Tracey Anne Gordon told the Herald earlier this month that the bill would be paid within two days.
Gordon was jailed a decade ago for fraud and has a string of ill-fated schemes behind her including one her own lawyer described as "fairyland stuff".
Hotel manager Denise King told the Herald that Gordon, who has owed the money since February, got in touch and indicated she would pay after the Herald first contacted Gordon.
Gordon told the Herald on September 1 that "full payment [would] be made in the next two days". The next day she emailed the hotel that payment would come "from our administration office today New York Standard Time".
Last Saturday the Herald published a story headlined - Hotel guest checks out leaving $18,000 bill.
Gordon promptly got in touch with the hotel saying she'd changed her mind about paying - at least for now.
"Unfortunately we've been advised to hold payment for now as we are seeking legal advice regarding the NZ Herald article this morning."
The Herald hasn't heard from her and she hasn't responded to an email sent this week.
Gordon earlier declined to say where money to pay the bill would come from or how she currently made a living.
Gordon wrote: "I am reluctant to discuss my affairs with the media as the last article published by the NZ Herald concerning me was described by my legal team as 'a gross distortion of the facts'."
That story, published in 2005, was about her pleading guilty to eight fraud charges.

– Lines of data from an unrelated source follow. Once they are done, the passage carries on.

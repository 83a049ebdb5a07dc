//! NoGo board implementation.
//!
//! NoGo is played with Go stones on a Go board, but capturing is forbidden:
//! a placement is illegal if it lands on an occupied cell, if it removes the
//! last liberty of an adjacent opponent group, or if the group it joins is
//! left without liberty. A player who cannot place loses.
//!
//! Cells are stored in row-major order:
//! ```text
//! [0][1][2]
//! [3][4][5]
//! [6][7][8]
//! ```

use std::fmt;

use crate::{Position, Side};

/// A NoGo board of arbitrary dimensions.
#[derive(Clone, Debug, PartialEq, Eq, Hash)]
pub struct Board {
    width: usize,
    height: usize,
    cells: Vec<Option<Side>>
}

impl Board {
    /// Side length of the standard board.
    pub const STANDARD_SIZE: usize = 9;

    /// Creates an empty `width x height` board.
    pub fn new(width: usize, height: usize) -> Self{
        Board { width, height, cells: vec![None; width * height] }
    }

    /// Creates an empty standard 9x9 board.
    pub fn standard() -> Self{
        Self::new(Self::STANDARD_SIZE, Self::STANDARD_SIZE)
    }

    #[inline]
    pub fn width(&self) -> usize{
        self.width
    }

    #[inline]
    pub fn height(&self) -> usize{
        self.height
    }

    /// Returns the stone on `cell`, or `None` if the cell is empty or out of the board.
    #[inline]
    pub fn get(&self, cell: usize) -> Option<Side>{
        self.cells.get(cell).copied().flatten()
    }

    /// Returns the index of the cell at column `x`, row `y`.
    #[inline]
    pub fn cell(&self, x: usize, y: usize) -> usize{
        y * self.width + x
    }

    fn neighbours(&self, cell: usize) -> impl Iterator<Item = usize>{
        let (width, height) = (self.width, self.height);
        let (x, y) = (cell % width, cell / width);

        [
            (x > 0).then(|| cell - 1),
            (x + 1 < width).then(|| cell + 1),
            (y > 0).then(|| cell - width),
            (y + 1 < height).then(|| cell + width),
        ].into_iter().flatten()
    }

    /// Checks whether the group containing the stone on `start` touches an empty cell.
    fn has_liberty(&self, start: usize) -> bool{
        let Some(side) = self.get(start) else { return true };

        let mut visited = vec![false; self.cells.len()];
        let mut stack = vec![start];
        visited[start] = true;

        while let Some(cell) = stack.pop() {
            for next in self.neighbours(cell) {
                match self.cells[next] {
                    None => return true,
                    Some(stone) if stone == side && !visited[next] => {
                        visited[next] = true;
                        stack.push(next);
                    }
                    Some(_) => {}
                }
            }
        }

        false
    }
}

impl Default for Board {
    fn default() -> Self{
        Self::standard()
    }
}

impl Position for Board {
    fn cell_count(&self) -> usize{
        self.cells.len()
    }

    fn place(&mut self, cell: usize, side: Side) -> bool{
        if cell >= self.cells.len() || self.cells[cell].is_some() {
            return false;
        }

        self.cells[cell] = Some(side);

        let captures = self.neighbours(cell)
            .any(|next| self.cells[next] == Some(side.opponent()) && !self.has_liberty(next));

        if captures || !self.has_liberty(cell) {
            self.cells[cell] = None;
            return false;
        }

        true
    }
}

impl fmt::Display for Board {
    fn fmt(&self, f: &mut fmt::Formatter<'_>) -> fmt::Result{
        if self.width == 0 {
            return Ok(());
        }

        for row in self.cells.chunks(self.width) {
            for stone in row {
                let symbol = match stone {
                    Some(Side::Black) => 'X',
                    Some(Side::White) => 'O',
                    None => '.'
                };
                write!(f, "{}", symbol)?;
            }
            writeln!(f)?;
        }
        Ok(())
    }
}

#[cfg(test)]
mod tests {
    use super::*;

    #[test]
    fn test_empty_board(){
        let board = Board::standard();

        assert_eq!(board.cell_count(), 81);
        assert_eq!(board.legal_count(Side::Black), 81);
        assert_eq!(board.legal_count(Side::White), 81);
    }

    #[test]
    fn test_occupied(){
        let mut board = Board::new(3, 3);

        assert!(board.place(4, Side::Black));
        assert!(!board.place(4, Side::Black));
        assert!(!board.place(4, Side::White));
        assert!(!board.place(9, Side::White));
    }

    #[test]
    fn test_capture_forbidden(){
        // . X .
        // X O .
        // . . .
        let mut board = Board::new(3, 3);
        board.place(1, Side::Black);
        board.place(3, Side::Black);
        board.place(4, Side::White);
        board.place(7, Side::Black);

        // the white stone keeps a single liberty on 5
        assert!(!board.is_legal(5, Side::Black));
        assert!(board.is_legal(5, Side::White));
    }

    #[test]
    fn test_suicide_forbidden(){
        // . X .
        // X . .
        // . . .
        let mut board = Board::new(3, 3);
        board.place(1, Side::Black);
        board.place(3, Side::Black);

        assert!(!board.is_legal(0, Side::White));
        assert!(board.is_legal(0, Side::Black));
    }

    #[test]
    fn test_group_liberties(){
        // X X O
        // . . .
        let mut board = Board::new(3, 2);
        board.place(0, Side::Black);
        board.place(1, Side::Black);
        board.place(2, Side::White);

        // filling 3 leaves the black group a liberty on 4
        assert!(board.is_legal(3, Side::White));
        board.place(3, Side::White);
        // 4 would now capture the black pair
        assert!(!board.is_legal(4, Side::White));
        // and black on 4 would capture the white stone on 3
        assert!(!board.is_legal(4, Side::Black));
    }

    #[test]
    fn test_rejected_placement_leaves_board_unchanged(){
        let mut board = Board::new(3, 3);
        board.place(1, Side::Black);
        board.place(3, Side::Black);

        let before = board.clone();
        assert!(!board.place(0, Side::White));
        assert_eq!(board, before);
    }

    #[test]
    fn test_display(){
        let mut board = Board::new(2, 2);
        board.place(0, Side::Black);
        board.place(3, Side::White);

        assert_eq!(board.to_string(), "X.\n.O\n");
    }

    #[test]
    fn test_empty_dimensions(){
        let board = Board::new(0, 3);

        assert_eq!(board.cell_count(), 0);
        assert_eq!(board.legal_count(Side::Black), 0);
        assert_eq!(board.to_string(), "");
    }
}
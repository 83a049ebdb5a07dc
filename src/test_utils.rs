//! Test utilities for the search and the agent

use crate::{Position, Side};

/// A tiny placement game on a strip of cells.
///
/// A stone may be placed on an empty cell whose direct neighbours are both
/// empty, whoever owns the surrounding stones. On a strip of three cells the
/// side to move wins by taking the middle cell and loses otherwise.
#[derive(Clone, Debug, PartialEq, Eq)]
pub struct Strip {
    cells: Vec<Option<Side>>,
}

impl Strip {
    /// Creates an empty strip of `len` cells.
    pub fn new(len: usize) -> Self{
        Strip {
            cells: vec![None; len],
        }
    }

    /// Returns the stone on `cell`, if any.
    pub fn get(&self, cell: usize) -> Option<Side>{
        self.cells.get(cell).copied().flatten()
    }

    fn is_free(&self, cell: usize) -> bool{
        self.cells.get(cell).is_some_and(|stone| stone.is_none())
    }
}

impl Position for Strip {
    fn cell_count(&self) -> usize{
        self.cells.len()
    }

    fn place(&mut self, cell: usize, side: Side) -> bool{
        let left_free = cell == 0 || self.get(cell - 1).is_none();
        let right_free = self.get(cell + 1).is_none();

        if !self.is_free(cell) || !left_free || !right_free {
            return false;
        }

        self.cells[cell] = Some(side);
        true
    }
}

/// Replays a sequence of placements, alternating sides from `first`.
///
/// # Panics
/// Panics if one of the placements is illegal.
#[allow(dead_code)]
pub fn replay<P: Position>(mut position: P, first: Side, cells: &[usize]) -> P{
    let mut side = first;

    for &cell in cells {
        assert!(position.place(cell, side), "illegal placement {} for {}", cell, side);
        side = side.opponent();
    }

    position
}
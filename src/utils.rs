use rand::{seq::SliceRandom, Rng};

use crate::{Position, Side};

/// Resizes `order` to hold every cell index from `0` to `cells - 1`.
///
/// The buffer is only rebuilt when its length changes, so an order already
/// shuffled for the same grid is reused as is.
pub fn fill_order(order: &mut Vec<usize>, cells: usize){
    if order.len() != cells {
        order.clear();
        order.extend(0..cells);
    }
}

/// Places a stone of `side` on the first legal cell of a freshly shuffled `order`.
///
/// Every legal cell is equally likely to be chosen.
///
/// # Parameters
/// - `position`: The position to play on. Left unchanged if no cell is legal.
/// - `side`: The side placing the stone.
/// - `order`: Buffer of cell indices, shuffled in place.
/// - `rng`: The random number generator used for the shuffle.
///
/// # Returns
/// The cell played, or `None` if `side` has no legal placement.
pub fn random_placement<P: Position, R: Rng + ?Sized>(position: &mut P, side: Side, order: &mut [usize], rng: &mut R) -> Option<usize>{
    order.shuffle(rng);
    order.iter().copied().find(|&cell| position.place(cell, side))
}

Gordon left the Surrey Hotel in February telling staff she was off to San Francisco on business. She has indicated she is living in Hong Kong.
She had stayed on and off at the Surrey Hotel in Grey Lynn for more than two years and had paid bills with her father's credit card.
But her father, marine explorer Keith Gordon, told the hotel he should have been contacted before the credit card was used, and he had the payment cancelled.
King said she wrongly assumed Gordon's father would pay his daughter's last bill because he always had previously.
Gordon has previously claimed payment had been delayed by ill health and a typhoon.
King told the Herald she would have Gordon and the unpaid bill listed with a registry of bad debtors.